In 1936, despite continuing Democratic gains in industrial and urban areas, German Catholic areas of Wisconsin gave substantial support to Union Party candidate William Lemke due to his support for rigid isolationism. When the next presidential election came, the Progressive Party had lost ground in 1938 but World War II had divided the country deeply on ethnic lines. Germans – especially German Catholics – and Irish Catholics believed Communism in the shape of Stalinist Russia was a much greater danger to the United States than Nazism and that the United States should not aid Britain and France, whereas the British and French, bound by ties to their homeland, were strongly in favor of such aid.

Vote
Republican nominee Willkie visited Wisconsin in his campaign in September, saying change was needed to make the American political system work. By late September opinion polls suggested he had the edge over Roosevelt in the state. Even as some other states of the Midwest moved towards President Roosevelt, Wisconsin was still seen as likely to go to Willkie as Senator Robert M. La Follette Jr. strongly opposed war aid to Britain and France. A Gallup poll four days before voting showed Willkie still ahead but falling.

In the end, however, unlike in Iowa, Michigan and Indiana, Roosevelt’s gains proved enough to pass Willkie, and he carried Wisconsin, although by a massively reduced margin compared to 1932 and 1936. Whereas Alf Landon had carried only four of Wisconsin’s seventy-one counties, Willkie carried forty-two.
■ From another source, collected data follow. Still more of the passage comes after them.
//! Find the ascent phase of a radiosonde flight.
//!
//! A flight rises until the balloon bursts, then the payload falls back down. On the
//! way up the pressure decreases monotonically, so the first level where it stops
//! decreasing marks the burst. Only the ascent is physically meaningful for a skew-T.

use crate::{
    error::{AnalysisError, Result},
    sounding::Sounding,
};
use itertools::Itertools;
use metfor::HectoPascal;
use optional::Optioned;

/// Leading samples discarded before plotting, while the sonde is still spinning up on
/// the ground and clearing the launch site.
pub const SURFACE_SPIN_UP: usize = 2;

/// Find the first index where pressure stops decreasing, which is where the payload
/// starts to drop.
///
/// Returns the smallest index `i >= 1` such that `pressure[i] >= pressure[i - 1]`.
/// Levels with a missing pressure do not exist for this scan; quality controlled
/// soundings have none. A profile that decreases all the way to the end never descends
/// and yields [`AnalysisError::NoDescent`]; profiles shorter than two levels are
/// [`AnalysisError::NotEnoughData`].
pub fn descent_onset_index(pressure: &[Optioned<HectoPascal>]) -> Result<usize> {
    if pressure.iter().filter(|p| p.is_some()).count() < 2 {
        return Err(AnalysisError::NotEnoughData);
    }

    pressure
        .iter()
        .enumerate()
        .filter_map(|(i, p_opt)| p_opt.into_option().map(|p| (i, p)))
        .tuple_windows::<(_, _)>()
        .find_map(|((_, p0), (i1, p1))| if p1 >= p0 { Some(i1) } else { None })
        .ok_or(AnalysisError::NoDescent)
}

/// Cut a sounding down to its usable ascent phase.
///
/// Drops the [`SURFACE_SPIN_UP`] leading samples and everything from the descent onset
/// up. The result keeps the strictly decreasing part of the pressure profile, which
/// downstream parcel analysis and plotting rely on.
pub fn truncate_to_ascent(snd: &Sounding) -> Result<Sounding> {
    let burst = descent_onset_index(snd.pressure_profile())?;

    if burst <= SURFACE_SPIN_UP {
        return Err(AnalysisError::NotEnoughData);
    }

    Ok(snd.sliced(SURFACE_SPIN_UP..burst))
}

#[cfg(test)]
mod test {
    use super::*;
    use metfor::Quantity;
    use optional::some;

    fn pressures(vals: &[f64]) -> Vec<Optioned<HectoPascal>> {
        vals.iter().map(|&v| some(HectoPascal(v))).collect()
    }

    #[test]
    fn finds_first_non_decreasing_level() {
        // strictly decreasing for rows 0-14, increasing afterwards
        let vals: Vec<f64> = (0..15)
            .map(|i| 1000.0 - 10.0 * i as f64)
            .chain((0..5).map(|i| 860.0 + 10.0 * i as f64))
            .collect();
        assert_eq!(vals.len(), 20);

        let idx = descent_onset_index(&pressures(&vals)).unwrap();
        assert_eq!(idx, 15);

        // the ascent phase slice [2, 15) holds 13 samples
        assert_eq!(idx - SURFACE_SPIN_UP, 13);
    }

    #[test]
    fn equal_pressures_count_as_descent_onset() {
        let idx = descent_onset_index(&pressures(&[1000.0, 990.0, 990.0, 980.0])).unwrap();
        assert_eq!(idx, 2);
    }

    #[test]
    fn strictly_decreasing_profile_has_no_descent() {
        let result = descent_onset_index(&pressures(&[1000.0, 990.0, 980.0, 970.0]));
        assert_eq!(result, Err(AnalysisError::NoDescent));
    }

    #[test]
    fn too_short_profile_is_not_enough_data() {
        let result = descent_onset_index(&pressures(&[1000.0]));
        assert_eq!(result, Err(AnalysisError::NotEnoughData));
    }

    #[test]
    fn truncation_drops_spin_up_and_descent() {
        let vals = [1013.0, 1010.0, 1005.0, 999.0, 992.0, 995.0, 1001.0];
        let snd = Sounding::new().with_pressure_profile(pressures(&vals));

        let ascent = truncate_to_ascent(&snd).unwrap();
        let got: Vec<f64> = ascent
            .pressure_profile()
            .iter()
            .map(|p| p.unpack().unpack())
            .collect();

        assert_eq!(got, vec![1005.0, 999.0, 992.0]);
    }
}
Most significantly, Willkie established the historically German “WOW counties” surrounding Milwaukee as reliable GOP strongholds that as of 2020 have not voted Democratic since except during Lyndon B. Johnson's landslide in 1964. Roosevelt’s win was due to his seventy-eight-thousand vote plurality in Milwaukee County, and to maintaining his strength in the unionized, Scaniavian-American northwest.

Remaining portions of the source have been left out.